ASSIGNED TASK:
Output the data word for word. Begin at its first line and end at the line with "the mode and".

AVAILABLE DATA:
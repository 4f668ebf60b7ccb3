//! [CSS Masking § 7.1 'mask'](https://www.w3.org/TR/css-masking-1/#the-mask)
//!
//! "`<mask-layer>` = `<mask-reference>` || `<position>` [ / `<bg-size>` ]? ||
//! `<repeat-style>` || `<geometry-box>` || [ `<geometry-box>` | no-clip ] ||
//! `<compositing-operator>` || `<masking-mode>`"
//!
//! Shares the layer scanner with `background`. Differences: no attachment or
//! color, a wider set of geometry boxes, `no-clip`, and the mode and
//! composite slots.
//!
//! With one geometry box the box sets `mask-origin` and `mask-clip` keeps its
//! own initial value `border-box`, the same as for `background`. Whenever
//! the two are equal on collapse they are written once.

use crate::error::{Result, ShorthandError};
use crate::layers::align_layers;
use crate::values::keywords;

use super::image_layer::{
    ImageLayerProfile, ImageLayerSlots, ImageSlot, classify_layer, collapse_layer,
};
use super::{
    LayerRecord, Longhands, PropertyDefaults, ShorthandMeta, collapse_global, expand_global,
    layer_tokens, records_from_aligned, require_longhands, serialize_layers, value_layers,
};

/// `mask` and its longhands with their initial values.
pub static META: ShorthandMeta = ShorthandMeta {
    shorthand: "mask",
    longhands: &[
        "mask-image",
        "mask-mode",
        "mask-position",
        "mask-size",
        "mask-repeat",
        "mask-origin",
        "mask-clip",
        "mask-composite",
    ],
    defaults: Some(PropertyDefaults::new(&[
        ("mask-image", "none"),
        ("mask-mode", "match-source"),
        ("mask-position", "0% 0%"),
        ("mask-size", "auto"),
        ("mask-repeat", "repeat"),
        ("mask-origin", "border-box"),
        ("mask-clip", "border-box"),
        ("mask-composite", "add"),
    ])),
};

static SLOTS: [ImageSlot; 8] = [
    ImageSlot::Image,
    ImageSlot::Mode,
    ImageSlot::Position,
    ImageSlot::Size,
    ImageSlot::Repeat,
    ImageSlot::Origin,
    ImageSlot::Clip,
    ImageSlot::Composite,
];

static PROFILE: ImageLayerProfile = ImageLayerProfile {
    family: "mask",
    meta: &META,
    slots: &SLOTS,
    boxes: keywords::MASK_BOXES,
    allow_attachment: false,
    allow_color: false,
    allow_mode_composite: true,
    allow_no_clip: true,
};

#[derive(Debug, Default)]
struct MaskLayer(ImageLayerSlots);

impl LayerRecord for MaskLayer {
    fn slot(&self, index: usize) -> Option<&str> {
        self.0.get(*SLOTS.get(index)?)
    }

    fn slot_mut(&mut self, index: usize) -> Option<&mut Option<String>> {
        Some(self.0.field_mut(*SLOTS.get(index)?))
    }
}

/// Expand a `mask` value into its eight longhands.
///
/// # Errors
///
/// Any token no slot accepts, a slot given twice, or more than two boxes.
pub fn expand(value: &str) -> Result<Longhands> {
    if let Some(global) = expand_global(&META, value) {
        return Ok(global);
    }

    let records = value_layers(value)?
        .into_iter()
        .map(|layer| {
            let tokens = layer_tokens(layer)?;
            classify_layer(&PROFILE, &tokens, true).map(MaskLayer)
        })
        .collect::<Result<Vec<_>>>()?;

    Ok(serialize_layers(&META, &records))
}

/// Collapse the eight `mask` longhands into one value.
///
/// # Errors
///
/// [`ShorthandError::IncompleteLonghandSet`] if a longhand is missing, and
/// [`ShorthandError::Uncollapsible`] if any layer has only initial values.
pub fn collapse(longhands: &Longhands) -> Result<String> {
    let values = require_longhands(&META, longhands)?;
    if let Some(global) = collapse_global(&values)? {
        return Ok(global);
    }

    let lists: Vec<_> = values.iter().copied().map(Some).collect();
    let aligned = align_layers(&lists)?;
    let records: Vec<MaskLayer> = records_from_aligned(&aligned);
    if records.is_empty() {
        return Err(ShorthandError::EmptyValue);
    }

    let layers = records
        .iter()
        .map(|record| {
            let parts = collapse_layer(&PROFILE, &record.0);
            if parts.is_empty() {
                Err(ShorthandError::Uncollapsible {
                    reason: "a mask layer has only initial values",
                })
            } else {
                Ok(parts.join(" "))
            }
        })
        .collect::<Result<Vec<_>>>()?;

    Ok(layers.join(", "))
}
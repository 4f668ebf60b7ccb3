//! Recognizing `<color>` tokens.
//!
//! [CSS Color Level 4](https://www.w3.org/TR/css-color-4/)
//!
//! The engine never needs the RGBA value of a color, only whether a token
//! can occupy a color slot, so this module classifies and does not convert.

use super::keywords::contains;
use super::token::ValueToken;

/// [§ 4 Color syntax](https://www.w3.org/TR/css-color-4/#color-syntax) color functions.
const COLOR_FUNCTIONS: &[&str] = &[
    "rgb",
    "rgba",
    "hsl",
    "hsla",
    "hwb",
    "lab",
    "lch",
    "oklab",
    "oklch",
    "color",
    "color-mix",
    "light-dark",
    "device-cmyk",
];

/// Color keywords that are not in the named color table.
const SPECIAL_COLOR_KEYWORDS: &[&str] = &["transparent", "currentcolor"];

/// [§ 6.1 Named Colors](https://www.w3.org/TR/css-color-4/#named-colors), sorted.
const NAMED_COLORS: &[&str] = &[
    "aliceblue", "antiquewhite", "aqua", "aquamarine", "azure", "beige", "bisque", "black",
    "blanchedalmond", "blue", "blueviolet", "brown", "burlywood", "cadetblue", "chartreuse",
    "chocolate", "coral", "cornflowerblue", "cornsilk", "crimson", "cyan", "darkblue", "darkcyan",
    "darkgoldenrod", "darkgray", "darkgreen", "darkgrey", "darkkhaki", "darkmagenta",
    "darkolivegreen", "darkorange", "darkorchid", "darkred", "darksalmon", "darkseagreen",
    "darkslateblue", "darkslategray", "darkslategrey", "darkturquoise", "darkviolet", "deeppink",
    "deepskyblue", "dimgray", "dimgrey", "dodgerblue", "firebrick", "floralwhite", "forestgreen",
    "fuchsia", "gainsboro", "ghostwhite", "gold", "goldenrod", "gray", "green", "greenyellow",
    "grey", "honeydew", "hotpink", "indianred", "indigo", "ivory", "khaki", "lavender",
    "lavenderblush", "lawngreen", "lemonchiffon", "lightblue", "lightcoral", "lightcyan",
    "lightgoldenrodyellow", "lightgray", "lightgreen", "lightgrey", "lightpink", "lightsalmon",
    "lightseagreen", "lightskyblue", "lightslategray", "lightslategrey", "lightsteelblue",
    "lightyellow", "lime", "limegreen", "linen", "magenta", "maroon", "mediumaquamarine",
    "mediumblue", "mediumorchid", "mediumpurple", "mediumseagreen", "mediumslateblue",
    "mediumspringgreen", "mediumturquoise", "mediumvioletred", "midnightblue", "mintcream",
    "mistyrose", "moccasin", "navajowhite", "navy", "oldlace", "olive", "olivedrab", "orange",
    "orangered", "orchid", "palegoldenrod", "palegreen", "paleturquoise", "palevioletred",
    "papayawhip", "peachpuff", "peru", "pink", "plum", "powderblue", "purple", "rebeccapurple",
    "red", "rosybrown", "royalblue", "saddlebrown", "salmon", "sandybrown", "seagreen",
    "seashell", "sienna", "silver", "skyblue", "slateblue", "slategray", "slategrey", "snow",
    "springgreen", "steelblue", "tan", "teal", "thistle", "tomato", "turquoise", "violet",
    "wheat", "white", "whitesmoke", "yellow", "yellowgreen",
];

/// True if `token` is a `<color>`.
#[must_use]
pub fn is_color(token: &ValueToken) -> bool {
    match token {
        // [§ 5.2 The RGB hexadecimal notations](https://www.w3.org/TR/css-color-4/#hex-notation)
        //
        // "The syntax of a <hex-color> is a <hash-token> token whose value
        // consists of 3, 4, 6, or 8 hexadecimal digits."
        ValueToken::Hash(value) => {
            matches!(value.len(), 3 | 4 | 6 | 8) && value.chars().all(|c| c.is_ascii_hexdigit())
        }
        ValueToken::Identifier(name) => is_named_color(name),
        ValueToken::FunctionCall { name, .. } => contains(COLOR_FUNCTIONS, name),
        _ => false,
    }
}

/// True if `name` is a named color or one of the special color keywords.
#[must_use]
pub fn is_named_color(name: &str) -> bool {
    if contains(SPECIAL_COLOR_KEYWORDS, name) {
        return true;
    }
    let lower = name.to_ascii_lowercase();
    NAMED_COLORS.binary_search(&lower.as_str()).is_ok()
}
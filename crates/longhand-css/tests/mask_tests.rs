//! Integration tests for the `mask` shorthand.

use longhand_css::ShorthandError;
use longhand_css::shorthand::mask;

#[test]
fn test_image_only() {
    let expanded = mask::expand("url(m.svg)").unwrap();
    assert_eq!(expanded["mask-image"], "url(m.svg)");
    assert_eq!(expanded["mask-mode"], "match-source");
    assert_eq!(expanded["mask-position"], "0% 0%");
    assert_eq!(expanded["mask-size"], "auto");
    assert_eq!(expanded["mask-repeat"], "repeat");
    assert_eq!(expanded["mask-origin"], "border-box");
    assert_eq!(expanded["mask-clip"], "border-box");
    assert_eq!(expanded["mask-composite"], "add");
}

#[test]
fn test_mode_and_composite() {
    let expanded =
        mask::expand("url(m.svg) luminance center / contain no-repeat content-box subtract").unwrap();
    assert_eq!(expanded["mask-mode"], "luminance");
    assert_eq!(expanded["mask-position"], "center");
    assert_eq!(expanded["mask-size"], "contain");
    assert_eq!(expanded["mask-repeat"], "no-repeat");
    assert_eq!(expanded["mask-origin"], "content-box");
    assert_eq!(expanded["mask-composite"], "subtract");
}

#[test]
fn test_single_box_leaves_clip_at_border_box() {
    let expanded = mask::expand("url(m.svg) padding-box").unwrap();
    assert_eq!(expanded["mask-origin"], "padding-box");
    assert_eq!(expanded["mask-clip"], "border-box");
}

#[test]
fn test_svg_boxes() {
    let expanded = mask::expand("url(m.svg) fill-box stroke-box").unwrap();
    assert_eq!(expanded["mask-origin"], "fill-box");
    assert_eq!(expanded["mask-clip"], "stroke-box");
}

#[test]
fn test_no_clip_only_sets_clip() {
    let expanded = mask::expand("url(m.svg) no-clip").unwrap();
    assert_eq!(expanded["mask-origin"], "border-box");
    assert_eq!(expanded["mask-clip"], "no-clip");
}

#[test]
fn test_layers_keep_their_own_mode() {
    let expanded = mask::expand("url(a.svg), url(b.svg) alpha").unwrap();
    assert_eq!(expanded["mask-mode"], "match-source, alpha");
    assert_eq!(expanded["mask-repeat"], "repeat, repeat");
}

#[test]
fn test_background_only_tokens_are_rejected() {
    assert_eq!(
        mask::expand("url(m.svg) fixed"),
        Err(ShorthandError::InvalidToken {
            token: "fixed".into()
        })
    );
    assert_eq!(
        mask::expand("url(m.svg) red"),
        Err(ShorthandError::InvalidToken { token: "red".into() })
    );
}

#[test]
fn test_second_mode_is_a_duplicate() {
    assert_eq!(
        mask::expand("url(m.svg) alpha luminance"),
        Err(ShorthandError::DuplicateSlot { slot: "mode" })
    );
}

#[test]
fn test_three_boxes_are_rejected() {
    assert_eq!(
        mask::expand("url(m.svg) padding-box content-box fill-box"),
        Err(ShorthandError::TooManyValues { slot: "box", max: 2 })
    );
}

#[test]
fn test_collapse_orders_composite_before_mode() {
    let expanded =
        mask::expand("url(m.svg) luminance center / contain no-repeat content-box subtract").unwrap();
    assert_eq!(
        mask::collapse(&expanded).unwrap(),
        "url(m.svg) center / contain no-repeat content-box subtract luminance"
    );
}

#[test]
fn test_collapse_writes_origin_for_no_clip() {
    let expanded = mask::expand("url(m.svg) no-clip").unwrap();
    assert_eq!(mask::collapse(&expanded).unwrap(), "url(m.svg) border-box no-clip");
}

#[test]
fn test_collapse_single_box() {
    let expanded = mask::expand("url(m.svg) padding-box").unwrap();
    assert_eq!(mask::collapse(&expanded).unwrap(), "url(m.svg) padding-box");
}

#[test]
fn test_collapse_rejects_an_all_default_layer() {
    let expanded = mask::expand("none").unwrap();
    assert!(matches!(
        mask::collapse(&expanded),
        Err(ShorthandError::Uncollapsible { .. })
    ));

    let expanded = mask::expand("url(a.svg), none").unwrap();
    assert!(matches!(
        mask::collapse(&expanded),
        Err(ShorthandError::Uncollapsible { .. })
    ));
}

#[test]
fn test_collapse_requires_every_longhand() {
    let mut expanded = mask::expand("url(m.svg)").unwrap();
    let _ = expanded.shift_remove("mask-mode");
    assert_eq!(
        mask::collapse(&expanded),
        Err(ShorthandError::IncompleteLonghandSet {
            missing: "mask-mode".into()
        })
    );
}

EXERCISE RESULT:
repository 4f668ebf60b7ccb3
//! [CSS Masking § 7.1 'mask'](https://www.w3.org/TR/css-masking-1/#the-mask)
//!
//! "`<mask-layer>` = `<mask-reference>` || `<position>` [ / `<bg-size>` ]? ||
//! `<repeat-style>` || `<geometry-box>` || [ `<geometry-box>` | no-clip ] ||
//! `<compositing-operator>` || `<masking-mode>`"
//!
//! Shares the layer scanner with `background`. Differences: no attachment or
//! color, a wider set of geometry boxes, `no-clip`, and the mode and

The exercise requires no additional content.